──────── Data for analysis ────────

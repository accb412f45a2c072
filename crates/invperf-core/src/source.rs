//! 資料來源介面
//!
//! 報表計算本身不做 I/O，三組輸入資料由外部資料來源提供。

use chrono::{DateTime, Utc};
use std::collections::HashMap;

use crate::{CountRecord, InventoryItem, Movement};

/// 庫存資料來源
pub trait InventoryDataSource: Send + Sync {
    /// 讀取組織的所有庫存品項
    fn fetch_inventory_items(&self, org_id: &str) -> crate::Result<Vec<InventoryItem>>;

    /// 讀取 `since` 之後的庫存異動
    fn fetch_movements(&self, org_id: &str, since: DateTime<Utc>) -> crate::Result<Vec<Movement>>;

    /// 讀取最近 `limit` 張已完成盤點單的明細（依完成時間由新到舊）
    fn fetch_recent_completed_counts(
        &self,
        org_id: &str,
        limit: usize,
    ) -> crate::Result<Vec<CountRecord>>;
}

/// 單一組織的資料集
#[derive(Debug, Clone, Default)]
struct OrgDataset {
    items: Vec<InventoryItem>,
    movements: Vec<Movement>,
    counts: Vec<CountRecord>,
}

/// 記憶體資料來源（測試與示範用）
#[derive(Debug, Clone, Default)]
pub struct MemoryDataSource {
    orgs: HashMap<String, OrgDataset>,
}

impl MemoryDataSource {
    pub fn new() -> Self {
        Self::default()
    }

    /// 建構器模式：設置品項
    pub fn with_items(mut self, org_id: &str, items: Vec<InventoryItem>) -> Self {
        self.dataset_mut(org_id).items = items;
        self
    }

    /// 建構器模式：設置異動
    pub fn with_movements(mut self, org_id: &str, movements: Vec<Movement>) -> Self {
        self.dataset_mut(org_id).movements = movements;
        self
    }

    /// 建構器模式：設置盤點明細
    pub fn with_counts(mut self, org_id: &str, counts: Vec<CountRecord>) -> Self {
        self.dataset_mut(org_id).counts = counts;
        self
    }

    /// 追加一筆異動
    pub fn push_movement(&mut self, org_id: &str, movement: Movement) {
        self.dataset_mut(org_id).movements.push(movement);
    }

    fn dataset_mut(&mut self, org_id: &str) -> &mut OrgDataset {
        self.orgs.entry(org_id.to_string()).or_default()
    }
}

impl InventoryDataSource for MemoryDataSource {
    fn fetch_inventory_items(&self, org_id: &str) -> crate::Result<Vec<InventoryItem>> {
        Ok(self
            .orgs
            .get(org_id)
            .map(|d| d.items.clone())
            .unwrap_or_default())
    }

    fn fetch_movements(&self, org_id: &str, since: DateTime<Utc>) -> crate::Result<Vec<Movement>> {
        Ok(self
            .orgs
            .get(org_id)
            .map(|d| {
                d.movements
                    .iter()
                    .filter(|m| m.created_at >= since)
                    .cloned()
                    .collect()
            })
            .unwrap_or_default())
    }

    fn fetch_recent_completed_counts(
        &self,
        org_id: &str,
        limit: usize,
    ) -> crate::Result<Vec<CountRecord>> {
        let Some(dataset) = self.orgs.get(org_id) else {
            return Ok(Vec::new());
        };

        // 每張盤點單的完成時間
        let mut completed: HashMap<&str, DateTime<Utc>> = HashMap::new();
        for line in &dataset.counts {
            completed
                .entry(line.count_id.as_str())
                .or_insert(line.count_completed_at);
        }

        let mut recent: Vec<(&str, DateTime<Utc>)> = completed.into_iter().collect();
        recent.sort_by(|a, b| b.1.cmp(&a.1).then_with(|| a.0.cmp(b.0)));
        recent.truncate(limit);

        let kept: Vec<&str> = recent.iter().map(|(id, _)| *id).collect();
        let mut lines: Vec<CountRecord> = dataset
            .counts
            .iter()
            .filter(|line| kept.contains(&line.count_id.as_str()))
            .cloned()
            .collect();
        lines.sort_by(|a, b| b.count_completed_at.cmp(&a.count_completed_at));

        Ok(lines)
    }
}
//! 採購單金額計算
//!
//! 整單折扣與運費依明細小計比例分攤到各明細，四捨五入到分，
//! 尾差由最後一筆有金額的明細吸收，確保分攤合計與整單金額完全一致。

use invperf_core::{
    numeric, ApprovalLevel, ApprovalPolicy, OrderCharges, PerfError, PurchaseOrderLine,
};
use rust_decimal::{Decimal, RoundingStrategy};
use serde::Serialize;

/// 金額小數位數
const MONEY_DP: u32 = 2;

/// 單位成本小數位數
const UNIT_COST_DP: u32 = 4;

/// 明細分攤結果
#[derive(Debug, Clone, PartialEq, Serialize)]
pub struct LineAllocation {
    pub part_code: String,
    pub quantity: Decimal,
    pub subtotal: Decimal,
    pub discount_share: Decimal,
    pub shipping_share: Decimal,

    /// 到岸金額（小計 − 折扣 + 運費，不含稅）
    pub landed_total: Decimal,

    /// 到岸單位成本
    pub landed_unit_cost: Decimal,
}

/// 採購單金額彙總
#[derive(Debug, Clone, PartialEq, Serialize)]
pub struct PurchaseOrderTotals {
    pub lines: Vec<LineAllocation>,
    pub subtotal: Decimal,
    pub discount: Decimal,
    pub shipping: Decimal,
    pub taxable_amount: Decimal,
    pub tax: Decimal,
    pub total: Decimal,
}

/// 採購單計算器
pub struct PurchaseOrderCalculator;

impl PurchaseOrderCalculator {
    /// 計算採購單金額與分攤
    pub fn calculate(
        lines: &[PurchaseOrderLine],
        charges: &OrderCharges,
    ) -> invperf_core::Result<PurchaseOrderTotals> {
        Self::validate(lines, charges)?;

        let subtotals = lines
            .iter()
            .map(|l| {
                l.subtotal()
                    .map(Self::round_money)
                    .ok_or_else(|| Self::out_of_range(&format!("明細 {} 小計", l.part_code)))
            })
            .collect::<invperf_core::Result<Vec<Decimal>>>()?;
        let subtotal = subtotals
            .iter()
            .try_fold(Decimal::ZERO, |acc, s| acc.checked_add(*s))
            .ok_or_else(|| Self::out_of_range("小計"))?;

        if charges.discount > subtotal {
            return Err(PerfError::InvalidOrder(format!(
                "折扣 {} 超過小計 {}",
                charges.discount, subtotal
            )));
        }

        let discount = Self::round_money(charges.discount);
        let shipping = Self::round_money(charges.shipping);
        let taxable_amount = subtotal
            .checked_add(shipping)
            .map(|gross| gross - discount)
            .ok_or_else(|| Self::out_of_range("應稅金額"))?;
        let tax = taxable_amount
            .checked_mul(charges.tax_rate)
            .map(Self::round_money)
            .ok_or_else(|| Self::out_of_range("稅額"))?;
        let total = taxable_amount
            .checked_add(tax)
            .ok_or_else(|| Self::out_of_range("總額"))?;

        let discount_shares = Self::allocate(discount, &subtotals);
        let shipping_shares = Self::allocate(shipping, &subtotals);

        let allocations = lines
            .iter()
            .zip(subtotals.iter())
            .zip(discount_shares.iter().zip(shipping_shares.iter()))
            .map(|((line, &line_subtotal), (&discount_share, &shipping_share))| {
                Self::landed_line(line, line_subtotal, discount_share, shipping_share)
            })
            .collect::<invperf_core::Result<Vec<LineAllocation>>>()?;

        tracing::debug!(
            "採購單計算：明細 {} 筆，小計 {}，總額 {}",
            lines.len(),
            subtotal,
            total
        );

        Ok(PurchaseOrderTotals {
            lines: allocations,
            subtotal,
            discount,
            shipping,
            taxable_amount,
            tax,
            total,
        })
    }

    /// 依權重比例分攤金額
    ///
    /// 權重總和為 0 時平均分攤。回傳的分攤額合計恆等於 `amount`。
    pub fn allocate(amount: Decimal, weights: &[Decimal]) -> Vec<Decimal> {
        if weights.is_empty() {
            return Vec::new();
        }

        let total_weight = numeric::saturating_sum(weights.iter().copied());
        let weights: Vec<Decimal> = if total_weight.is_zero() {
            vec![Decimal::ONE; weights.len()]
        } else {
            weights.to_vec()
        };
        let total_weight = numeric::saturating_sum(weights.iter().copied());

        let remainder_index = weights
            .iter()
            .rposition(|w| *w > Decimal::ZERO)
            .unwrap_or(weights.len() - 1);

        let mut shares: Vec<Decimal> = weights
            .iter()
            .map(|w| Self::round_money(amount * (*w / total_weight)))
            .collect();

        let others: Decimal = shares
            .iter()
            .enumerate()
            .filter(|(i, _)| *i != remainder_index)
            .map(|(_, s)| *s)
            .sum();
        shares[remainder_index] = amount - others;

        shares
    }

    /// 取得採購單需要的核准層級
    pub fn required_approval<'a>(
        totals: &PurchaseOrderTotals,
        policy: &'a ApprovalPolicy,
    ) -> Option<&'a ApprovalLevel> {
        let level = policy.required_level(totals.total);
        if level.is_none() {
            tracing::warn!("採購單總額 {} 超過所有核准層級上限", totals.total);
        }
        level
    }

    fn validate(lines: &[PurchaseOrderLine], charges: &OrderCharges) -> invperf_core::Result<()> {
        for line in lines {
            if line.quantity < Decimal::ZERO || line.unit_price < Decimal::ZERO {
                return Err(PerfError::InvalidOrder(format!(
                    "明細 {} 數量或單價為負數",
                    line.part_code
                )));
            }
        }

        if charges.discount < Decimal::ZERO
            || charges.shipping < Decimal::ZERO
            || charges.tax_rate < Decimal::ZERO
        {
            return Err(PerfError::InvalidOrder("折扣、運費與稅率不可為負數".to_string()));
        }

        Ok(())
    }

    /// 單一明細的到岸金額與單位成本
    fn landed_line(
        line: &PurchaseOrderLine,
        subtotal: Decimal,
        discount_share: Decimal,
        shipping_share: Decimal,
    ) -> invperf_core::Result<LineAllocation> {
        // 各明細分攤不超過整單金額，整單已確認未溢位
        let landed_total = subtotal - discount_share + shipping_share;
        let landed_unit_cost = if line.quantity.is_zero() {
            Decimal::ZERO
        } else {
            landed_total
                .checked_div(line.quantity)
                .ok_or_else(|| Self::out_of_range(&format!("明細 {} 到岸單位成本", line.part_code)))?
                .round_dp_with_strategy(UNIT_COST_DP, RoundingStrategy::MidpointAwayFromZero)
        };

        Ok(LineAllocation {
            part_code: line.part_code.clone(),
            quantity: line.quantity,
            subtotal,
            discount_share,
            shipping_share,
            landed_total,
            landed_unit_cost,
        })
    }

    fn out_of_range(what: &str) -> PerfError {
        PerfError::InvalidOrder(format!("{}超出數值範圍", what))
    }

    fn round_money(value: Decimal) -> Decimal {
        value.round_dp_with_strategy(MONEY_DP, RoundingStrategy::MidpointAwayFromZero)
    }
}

────────
──────── Data for analysis ────────

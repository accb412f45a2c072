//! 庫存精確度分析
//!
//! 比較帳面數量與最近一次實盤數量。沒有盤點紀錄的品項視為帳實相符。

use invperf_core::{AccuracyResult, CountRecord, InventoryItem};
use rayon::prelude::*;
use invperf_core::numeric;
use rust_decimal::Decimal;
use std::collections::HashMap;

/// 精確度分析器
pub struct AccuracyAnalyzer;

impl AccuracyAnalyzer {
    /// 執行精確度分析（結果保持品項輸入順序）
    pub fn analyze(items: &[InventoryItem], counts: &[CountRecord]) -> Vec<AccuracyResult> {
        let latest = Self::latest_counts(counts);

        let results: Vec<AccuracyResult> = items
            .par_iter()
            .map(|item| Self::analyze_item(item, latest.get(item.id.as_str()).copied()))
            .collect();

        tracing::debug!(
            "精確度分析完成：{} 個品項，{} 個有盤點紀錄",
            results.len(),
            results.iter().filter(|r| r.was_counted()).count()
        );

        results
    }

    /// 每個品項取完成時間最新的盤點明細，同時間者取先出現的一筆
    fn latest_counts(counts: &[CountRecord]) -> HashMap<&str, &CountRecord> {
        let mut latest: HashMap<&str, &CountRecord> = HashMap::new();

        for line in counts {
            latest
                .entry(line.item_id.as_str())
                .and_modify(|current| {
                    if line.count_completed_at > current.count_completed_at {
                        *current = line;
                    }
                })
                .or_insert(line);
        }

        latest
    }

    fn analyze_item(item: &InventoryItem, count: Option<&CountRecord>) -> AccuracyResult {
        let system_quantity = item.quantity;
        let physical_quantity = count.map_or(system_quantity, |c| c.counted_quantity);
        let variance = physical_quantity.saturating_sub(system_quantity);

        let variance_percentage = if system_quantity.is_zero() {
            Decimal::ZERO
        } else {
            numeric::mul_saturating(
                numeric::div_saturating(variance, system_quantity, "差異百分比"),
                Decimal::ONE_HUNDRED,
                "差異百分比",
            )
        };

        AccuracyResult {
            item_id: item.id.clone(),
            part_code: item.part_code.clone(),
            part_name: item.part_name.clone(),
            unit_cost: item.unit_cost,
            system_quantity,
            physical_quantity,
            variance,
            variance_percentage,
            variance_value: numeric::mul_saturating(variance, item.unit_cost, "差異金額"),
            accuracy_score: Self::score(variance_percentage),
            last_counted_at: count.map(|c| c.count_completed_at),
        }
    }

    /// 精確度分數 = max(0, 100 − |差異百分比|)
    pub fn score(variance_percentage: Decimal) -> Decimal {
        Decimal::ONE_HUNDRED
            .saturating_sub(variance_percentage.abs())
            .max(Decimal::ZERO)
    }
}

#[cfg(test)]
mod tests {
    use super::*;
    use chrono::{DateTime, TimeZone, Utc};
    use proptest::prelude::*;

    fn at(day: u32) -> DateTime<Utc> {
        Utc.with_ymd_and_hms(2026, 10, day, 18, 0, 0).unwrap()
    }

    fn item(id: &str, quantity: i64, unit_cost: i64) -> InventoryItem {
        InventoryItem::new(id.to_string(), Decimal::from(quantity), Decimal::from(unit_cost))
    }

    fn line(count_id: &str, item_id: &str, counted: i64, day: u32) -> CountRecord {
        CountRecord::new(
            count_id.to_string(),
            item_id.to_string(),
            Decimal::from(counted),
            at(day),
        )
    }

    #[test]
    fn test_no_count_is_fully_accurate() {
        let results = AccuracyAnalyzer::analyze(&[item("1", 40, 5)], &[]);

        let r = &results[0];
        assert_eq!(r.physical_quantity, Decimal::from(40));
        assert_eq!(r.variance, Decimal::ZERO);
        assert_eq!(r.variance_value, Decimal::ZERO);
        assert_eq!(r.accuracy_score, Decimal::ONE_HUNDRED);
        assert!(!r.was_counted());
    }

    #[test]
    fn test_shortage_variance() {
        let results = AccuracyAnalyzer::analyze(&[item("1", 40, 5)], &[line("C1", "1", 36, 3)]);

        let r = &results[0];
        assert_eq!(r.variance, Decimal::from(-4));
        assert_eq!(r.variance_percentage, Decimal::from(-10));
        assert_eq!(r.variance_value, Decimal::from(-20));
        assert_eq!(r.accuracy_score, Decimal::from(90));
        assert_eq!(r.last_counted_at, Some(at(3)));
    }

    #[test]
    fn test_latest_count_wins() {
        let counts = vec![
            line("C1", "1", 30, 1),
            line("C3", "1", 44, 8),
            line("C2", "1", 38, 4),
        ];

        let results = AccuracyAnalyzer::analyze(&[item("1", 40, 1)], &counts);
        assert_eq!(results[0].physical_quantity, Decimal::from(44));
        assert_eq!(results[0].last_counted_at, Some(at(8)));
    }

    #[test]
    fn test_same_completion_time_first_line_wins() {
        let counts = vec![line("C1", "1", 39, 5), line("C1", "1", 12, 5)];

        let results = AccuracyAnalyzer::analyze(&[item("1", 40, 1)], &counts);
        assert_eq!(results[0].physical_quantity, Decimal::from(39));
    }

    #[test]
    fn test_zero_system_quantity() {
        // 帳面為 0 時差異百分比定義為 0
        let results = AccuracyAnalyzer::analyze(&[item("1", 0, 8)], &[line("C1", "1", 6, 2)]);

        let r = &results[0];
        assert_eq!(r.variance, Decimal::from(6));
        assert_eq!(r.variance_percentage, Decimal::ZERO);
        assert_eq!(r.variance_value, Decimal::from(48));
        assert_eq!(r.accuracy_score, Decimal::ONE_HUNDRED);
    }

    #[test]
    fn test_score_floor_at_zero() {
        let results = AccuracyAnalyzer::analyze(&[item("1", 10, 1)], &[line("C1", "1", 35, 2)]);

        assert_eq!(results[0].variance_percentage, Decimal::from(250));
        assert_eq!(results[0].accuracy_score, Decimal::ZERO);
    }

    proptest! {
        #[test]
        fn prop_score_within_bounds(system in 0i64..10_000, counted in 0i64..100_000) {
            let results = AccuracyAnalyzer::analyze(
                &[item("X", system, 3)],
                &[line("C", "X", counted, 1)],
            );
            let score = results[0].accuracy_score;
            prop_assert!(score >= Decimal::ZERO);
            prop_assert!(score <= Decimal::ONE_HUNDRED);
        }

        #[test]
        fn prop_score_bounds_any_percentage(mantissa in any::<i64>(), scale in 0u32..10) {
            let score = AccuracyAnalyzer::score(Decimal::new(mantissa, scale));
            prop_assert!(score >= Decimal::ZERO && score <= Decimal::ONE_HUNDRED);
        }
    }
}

────────
──────── Data for analysis ────────

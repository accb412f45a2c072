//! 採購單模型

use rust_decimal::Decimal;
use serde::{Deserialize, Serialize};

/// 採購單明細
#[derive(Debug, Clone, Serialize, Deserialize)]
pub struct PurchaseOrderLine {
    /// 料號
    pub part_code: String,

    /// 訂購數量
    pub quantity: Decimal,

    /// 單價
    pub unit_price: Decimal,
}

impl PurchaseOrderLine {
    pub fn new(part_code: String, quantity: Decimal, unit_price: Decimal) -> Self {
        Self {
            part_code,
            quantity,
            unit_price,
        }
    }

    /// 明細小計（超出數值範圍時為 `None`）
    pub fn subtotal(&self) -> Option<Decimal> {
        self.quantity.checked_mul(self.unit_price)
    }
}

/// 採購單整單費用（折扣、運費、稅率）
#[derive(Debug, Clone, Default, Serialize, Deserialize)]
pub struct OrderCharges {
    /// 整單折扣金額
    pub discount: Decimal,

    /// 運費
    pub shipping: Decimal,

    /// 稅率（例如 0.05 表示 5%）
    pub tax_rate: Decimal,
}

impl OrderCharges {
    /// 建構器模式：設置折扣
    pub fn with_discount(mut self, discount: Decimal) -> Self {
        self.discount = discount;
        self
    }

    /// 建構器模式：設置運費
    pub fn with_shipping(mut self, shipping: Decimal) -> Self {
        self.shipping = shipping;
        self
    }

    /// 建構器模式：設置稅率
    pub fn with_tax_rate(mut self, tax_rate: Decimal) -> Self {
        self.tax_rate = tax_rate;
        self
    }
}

────────

Required action: Find the string "PurchaseOrderTotals" in the material above. Then copy each line that has it.

Solution for this task:
pub struct PurchaseOrderTotals {
    ) -> invperf_core::Result<PurchaseOrderTotals> {
        Ok(PurchaseOrderTotals {
        totals: &PurchaseOrderTotals,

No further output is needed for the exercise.